• [DATA]:
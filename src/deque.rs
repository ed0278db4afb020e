//! Double-ended queue with constant-time operations at both ends.

use std::collections::vec_deque::{self, VecDeque};

#[derive(Debug, Clone, Default)]
pub struct Deque<T> {
    items: VecDeque<T>,
}

impl<T> Deque<T> {
    pub fn new() -> Deque<T> {
        Deque { items: VecDeque::new() }
    }

    pub fn is_empty(&self) -> bool {
        self.items.is_empty()
    }

    pub fn len(&self) -> usize {
        self.items.len()
    }

    pub fn push_front(&mut self, item: T) {
        self.items.push_front(item);
    }

    pub fn push_back(&mut self, item: T) {
        self.items.push_back(item);
    }

    pub fn pop_front(&mut self) -> Option<T> {
        self.items.pop_front()
    }

    pub fn pop_back(&mut self) -> Option<T> {
        self.items.pop_back()
    }

    /// Front to back. Each call starts over.
    pub fn iter(&self) -> vec_deque::Iter<'_, T> {
        self.items.iter()
    }
}

impl<'a, T> IntoIterator for &'a Deque<T> {
    type Item = &'a T;
    type IntoIter = vec_deque::Iter<'a, T>;

    fn into_iter(self) -> Self::IntoIter {
        self.iter()
    }
}
// https://en.wikipedia.org/wiki/Disjoint-set_data_structure
//
// Weighted quick-union: union by size, full path compression in `find`.
use crate::error::{Error, Result};

#[derive(Debug, Clone)]
pub struct DisjointSet {
	parent: Vec<usize>,
	size: Vec<usize>,
	count: usize,
}

impl DisjointSet {
	/// Creates `n` singleton sets `{0}, {1}, ..., {n-1}`.
	pub fn new(n: usize) -> DisjointSet {
		DisjointSet {
			parent: (0..n).collect(),
			size: vec![1; n],
			count: n,
		}
	}

	/// Like [`new`](DisjointSet::new), but reports a failed allocation
	/// instead of aborting.
	pub fn try_new(n: usize) -> Result<DisjointSet> {
		let mut parent = Vec::new();
		let mut size = Vec::new();
		parent.try_reserve_exact(n).and_then(|_| size.try_reserve_exact(n))
			.map_err(|e| Error::InvalidArgument(format!("cannot hold {} elements: {}", n, e)))?;
		parent.extend(0..n);
		size.resize(n, 1);
		Ok(DisjointSet { parent, size, count: n })
	}

	pub fn len(&self) -> usize {
		self.parent.len()
	}

	pub fn is_empty(&self) -> bool {
		self.parent.is_empty()
	}

	/// Number of disjoint sets.
	pub fn count(&self) -> usize {
		self.count
	}

	fn validate(&self, x: usize) -> Result<()> {
		if x >= self.parent.len() {
			return Err(Error::IndexOutOfRange { index: x, bound: self.parent.len() });
		}
		Ok(())
	}

	/// Returns the root of `x`. Every node visited on the way is re-pointed
	/// straight at the root.
	pub fn find(&mut self, x: usize) -> Result<usize> {
		self.validate(x)?;
		Ok(self.root(x))
	}

	// x must be in range.
	pub(crate) fn root(&mut self, x: usize) -> usize {
		let parent = self.parent[x];
		if parent != x {
			self.parent[x] = self.root(parent);
		}
		self.parent[x]
	}

	/// Merges the sets holding `a` and `b`. Returns `false` if they were
	/// already one set.
	///
	/// The root of the smaller tree goes under the root of the larger one;
	/// on equal sizes `b`'s root goes under `a`'s.
	pub fn union(&mut self, a: usize, b: usize) -> Result<bool> {
		self.validate(a)?;
		self.validate(b)?;
		let a_root = self.root(a);
		let b_root = self.root(b);
		if a_root == b_root {
			return Ok(false);
		}
		if self.size[a_root] < self.size[b_root] {
			self.parent[a_root] = b_root;
			self.size[b_root] += self.size[a_root];
		} else {
			self.parent[b_root] = a_root;
			self.size[a_root] += self.size[b_root];
		}
		self.count -= 1;
		Ok(true)
	}

	pub fn connected(&mut self, a: usize, b: usize) -> Result<bool> {
		Ok(self.find(a)? == self.find(b)?)
	}

	/// Number of elements in the set holding `x`.
	pub fn component_size(&mut self, x: usize) -> Result<usize> {
		let root = self.find(x)?;
		Ok(self.size[root])
	}
}
//! Random sampling helpers on top of `rand`.
//!
//! Seeded generators make experiments reproducible: the same seed yields the
//! same sequence of sites on the same platform.

use rand::rngs::StdRng;
use rand::seq::SliceRandom;
use rand::{Rng, SeedableRng};

/// Uniform integer in `[low, high)`.
///
/// # Panics
/// Panics if `low >= high`.
pub fn uniform<R: Rng>(rng: &mut R, low: usize, high: usize) -> usize {
    rng.gen_range(low..high)
}

pub fn create_rng(seed: u64) -> StdRng {
    StdRng::seed_from_u64(seed)
}

pub fn entropy_rng() -> StdRng {
    StdRng::from_entropy()
}

/// A uniformly random permutation of `0..n`.
pub fn shuffled_indices<R: Rng>(n: usize, rng: &mut R) -> Vec<usize> {
    let mut indices: Vec<usize> = (0..n).collect();
    indices.shuffle(rng);
    indices
}

#[cfg(test)]
mod tests {
    use super::*;

    #[test]
    fn uniform_stays_in_range() {
        let mut rng = create_rng(7);
        let mut seen = [false; 5];
        for _ in 0..1000 {
            let x = uniform(&mut rng, 3, 8);
            assert!(x >= 3 && x < 8);
            seen[x - 3] = true;
        }
        assert!(seen.iter().all(|&s| s));
    }

    #[test]
    fn same_seed_same_sequence() {
        let mut a = create_rng(42);
        let mut b = create_rng(42);
        for _ in 0..100 {
            assert_eq!(uniform(&mut a, 0, 1000), uniform(&mut b, 0, 1000));
        }
    }

    #[test]
    fn shuffled_indices_is_a_permutation() {
        let mut rng = create_rng(1);
        let mut idx = shuffled_indices(50, &mut rng);
        idx.sort();
        assert_eq!(idx, (0..50).collect::<Vec<_>>());
        assert!(shuffled_indices(0, &mut rng).is_empty());
    }
}
use std::io;

use thiserror::Error;

#[derive(Error, Debug)]
pub enum Error {
    #[error("invalid argument: {0}")]
    InvalidArgument(String),

    #[error("index {index} out of range [0, {bound})")]
    IndexOutOfRange { index: usize, bound: usize },

    #[error("site ({row}, {col}) outside of a {size}x{size} grid")]
    SiteOutOfRange { row: usize, col: usize, size: usize },

    #[error(transparent)]
    Io(#[from] io::Error),

    #[error("failed to install logger: {0}")]
    Logger(#[from] log::SetLoggerError),
}

pub type Result<T> = std::result::Result<T, Error>;
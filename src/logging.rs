use std::fs::File;
use std::path::Path;

use simplelog::*;

use crate::error::Result;

/// Maps a `-v` count to a level: warn, info, debug, then trace.
pub fn level_for_verbosity(verbose: u8) -> LevelFilter {
    match verbose {
        0 => LevelFilter::Warn,
        1 => LevelFilter::Info,
        2 => LevelFilter::Debug,
        _ => LevelFilter::Trace,
    }
}

/// Installs a stderr logger at `level` and, when `log_file` is given, a
/// second logger writing debug records into that file.
pub fn init(level: LevelFilter, log_file: Option<&Path>) -> Result<()> {
    let config = ConfigBuilder::new()
        .set_time_level(LevelFilter::Off)
        .build();
    let mut loggers: Vec<Box<dyn SharedLogger>> = vec![
        TermLogger::new(level, config.clone(), TerminalMode::Stderr, ColorChoice::Auto),
    ];
    if let Some(path) = log_file {
        loggers.push(WriteLogger::new(LevelFilter::Debug, config, File::create(path)?));
    }
    CombinedLogger::init(loggers)?;
    Ok(())
}
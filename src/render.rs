//! HTML rendering of a render tree.
//!
//! Stands in for the host's rendering layer: maps each node kind to its
//! element and emits the attributes the node carries.
//!
//! | Node | Element |
//! |---|---|
//! | container, wrapper | `div` |
//! | figure | `figure` |
//! | link | `a` |
//! | picture / source / image | `picture` / `source` / `img` |
//! | caption / caption-text | `figcaption` / `span` |
//!
//! Uses [maud](https://maud.lambda.xyz/), so caption text and every
//! attribute value are escaped. Captions are plain text; nothing here
//! parses markdown or passes markup through.

use crate::tree::{LinkWindow, Node, NodeKind, RenderTree};
use maud::{Markup, html};

/// Render a tree to markup. An empty tree renders to nothing.
pub fn to_markup(tree: &RenderTree) -> Markup {
    html! {
        @if let Some(root) = tree.root() {
            (render_node(root))
        }
    }
}

/// Render a tree straight to an HTML string.
pub fn to_html(tree: &RenderTree) -> String {
    to_markup(tree).into_string()
}

/// Space-separated class list, or `None` when the node has no classes.
fn class_attr(classes: &[String]) -> Option<String> {
    (!classes.is_empty()).then(|| classes.join(" "))
}

fn render_node(node: &Node) -> Markup {
    let class = class_attr(&node.classes);
    let children = html! {
        @for child in &node.children {
            (render_node(child))
        }
    };

    match &node.kind {
        NodeKind::Container => html! {
            div class=[class] { (children) }
        },
        NodeKind::Wrapper { background } => html! {
            div class=[class] style=[background.as_deref()] { (children) }
        },
        NodeKind::Figure { background } => html! {
            figure class=[class] style=[background.as_deref()] { (children) }
        },
        NodeKind::Link { href, target } => {
            let rel = (*target == LinkWindow::NewTab).then_some("noopener noreferrer");
            html! {
                a href=(href) target=(target.as_attr()) rel=[rel] { (children) }
            }
        }
        NodeKind::Picture => html! {
            picture { (children) }
        },
        NodeKind::Source {
            srcset,
            media,
            width,
            height,
        } => html! {
            source srcset=(srcset) media=(media) width=[*width] height=[*height];
        },
        NodeKind::Image(attrs) => html! {
            img class=[class]
                src=(attrs.src)
                alt=(attrs.alt)
                width=[attrs.width]
                height=[attrs.height]
                loading=(attrs.loading.as_str())
                fetchpriority=[attrs.fetch_priority];
        },
        NodeKind::Caption => html! {
            figcaption class=[class] { (children) }
        },
        NodeKind::CaptionText { text } => html! {
            span class=[class] { (text) }
        },
    }
}
use clap::{Parser, Subcommand, ValueEnum};
use figure_composer::viewport::{ExecutionContext, FixedSurface};
use figure_composer::{MountedFigure, config, output, render, schema};
use std::path::PathBuf;
use tracing_subscriber::EnvFilter;

#[derive(Parser)]
#[command(name = "figure-composer")]
#[command(about = "Compose a responsive figure from its configuration")]
#[command(long_about = "\
Compose a responsive figure from its configuration

A figure is an image with an optional mobile variant, caption, link and
layout shell. Config files are layered in order on top of the stock
defaults, so a shared defaults file can be combined with per-figure files.

Example figure.toml:

  block_class = \"home\"
  caption = \"Summer sale\"
  embedding = \"wrapper-only\"
  loading = true

  [image]
  desktop_url = \"banner-desktop.jpg\"
  mobile_url = \"banner-mobile.jpg\"
  desktop_width = 1920
  desktop_height = 600

  [link]
  url = \"/sale\"

Without --viewport-width the figure renders as on a server (viewport
unknown, desktop defaults). With it, the post-paint probe runs once and the
figure re-renders with the mobile or desktop classification.

Run 'figure-composer gen-config' to print a documented config.")]
#[command(version)]
struct Cli {
    /// Log decisions at info level (otherwise RUST_LOG applies)
    #[arg(long, short, global = true)]
    verbose: bool,

    #[command(subcommand)]
    command: Command,
}

#[derive(Subcommand)]
enum Command {
    /// Render a figure from one or more layered config files
    Render {
        /// Config file (TOML, or JSON by extension); repeat to layer
        #[arg(long = "config", short = 'c', required = true)]
        configs: Vec<PathBuf>,
        /// Simulate a client viewport of this width in CSS pixels
        #[arg(long)]
        viewport_width: Option<u32>,
        /// Output format
        #[arg(long, value_enum, default_value_t = Format::Html)]
        format: Format,
    },
    /// Print the editor schema as JSON
    Schema,
    /// Print a stock config with all options documented
    GenConfig,
}

#[derive(Clone, Copy, ValueEnum)]
enum Format {
    Html,
    Json,
    Tree,
}

fn main() -> Result<(), Box<dyn std::error::Error>> {
    let cli = Cli::parse();

    let filter = if cli.verbose {
        EnvFilter::new("info")
    } else {
        EnvFilter::from_default_env()
    };
    tracing_subscriber::fmt()
        .with_env_filter(filter)
        .with_writer(std::io::stderr)
        .init();

    match cli.command {
        Command::Render {
            configs,
            viewport_width,
            format,
        } => {
            let figure_config = config::load_config(&configs)?;
            let mut figure = MountedFigure::mount(&figure_config);
            if let Some(width) = viewport_width {
                let surface = FixedSurface(width);
                figure.after_paint(ExecutionContext::Client(&surface));
            }
            tracing::info!(
                layers = configs.len(),
                viewport = ?figure.viewport(),
                renders = figure.render_count(),
                "Figure composed"
            );

            let tree = figure.tree();
            match format {
                Format::Html => println!("{}", render::to_html(tree)),
                Format::Json => println!("{}", serde_json::to_string_pretty(tree)?),
                Format::Tree => output::print_tree(tree),
            }
        }
        Command::Schema => {
            println!("{}", serde_json::to_string_pretty(&schema::editor_schema())?);
        }
        Command::GenConfig => {
            print!("{}", config::stock_config_toml());
        }
    }

    Ok(())
}
//! # Figure Composer
//!
//! Renders a single "figure": an image with an optional responsive mobile
//! variant, caption, link and surrounding layout shell. The crate is the
//! decision logic only. It takes a configuration object and produces a
//! typed render tree; the host turns that tree into markup (or uses
//! [`render`] for plain HTML).
//!
//! # Architecture: Resolve → Probe → Compose
//!
//! ```text
//! 1. Resolve   FigureConfig             →  Resolved (Empty | NormalizedFigure)
//! 2. Probe     client viewport width    →  ViewportClass (once per instance)
//! 3. Compose   Resolved + ViewportClass →  RenderTree
//! ```
//!
//! Resolve and compose are pure functions. The probe is the only stateful
//! piece, and its state is a one-way gate owned by each mounted figure
//! ([`instance::MountedFigure`]).
//!
//! # Module Map
//!
//! | Module | Role |
//! |--------|------|
//! | [`config`] | Configuration types, TOML/JSON loading, layered merge, stock config |
//! | [`classes`] | The six structural base classes and the `base` + `base--variant` pair |
//! | [`resolve`] | Configuration resolver: defaults, empty-source short-circuit, loading normalization |
//! | [`viewport`] | One-shot mobile/desktop probe and the shared 1025px breakpoint |
//! | [`compose`] | Composition engine: mode selection, media/link/caption, structural shell |
//! | [`tree`] | Render tree node types and traversal |
//! | [`instance`] | Mount → paint → re-render-once lifecycle of one figure |
//! | [`render`] | Render tree → HTML using Maud |
//! | [`schema`] | Editor schema describing every accepted config field |
//! | [`output`] | CLI outline formatting of a render tree |
//!
//! # Design Decisions
//!
//! ## One Engine, Explicit Modes
//!
//! Every optional behavior is a field of one [`config::FigureConfig`]. The
//! engine selects one of four modes (`Empty`, `PlainImage`,
//! `ResponsiveMedia`, `HeroBackground`) and one of three shells
//! ([`config::LayoutEmbedding`]) rather than branching on ad-hoc flags.
//!
//! ## Empty Source Renders Nothing
//!
//! A figure without a desktop URL produces an empty tree no matter what else
//! is configured. The check happens in the resolver before anything else is
//! derived.
//!
//! ## The Browser Picks the Source
//!
//! Responsive output always contains both sources behind media queries, so
//! the right image loads even when the viewport is unknown (server render).
//! The probe only refines intrinsic size and loading hints on the fallback
//! image.
//!
//! ## Captions Are Text
//!
//! Captions are escaped and emitted verbatim. No markdown, no HTML
//! passthrough, no trimming: a whitespace-only caption still renders.

pub mod classes;
pub mod compose;
pub mod config;
pub mod instance;
pub mod output;
pub mod render;
pub mod resolve;
pub mod schema;
pub mod tree;
pub mod viewport;

pub use compose::{ComposeMode, compose};
pub use config::{FigureConfig, LayoutEmbedding, LinkTarget, LoadingMode, LoadingPolicy, MediaSource};
pub use instance::MountedFigure;
pub use resolve::{Resolved, resolve};
pub use tree::{Node, NodeKind, RenderTree};
pub use viewport::{ExecutionContext, ViewportClass, ViewportProbe, ViewportSurface};

#[cfg(test)]
pub(crate) mod test_helpers;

• [EXERCISE DESCRIPTION]: An answer is complete only when it holds every line above containing the string "filename".

• [TASK RESULT]:
filename src/deque.rs
filename src/logging.rs
filename src/render.rs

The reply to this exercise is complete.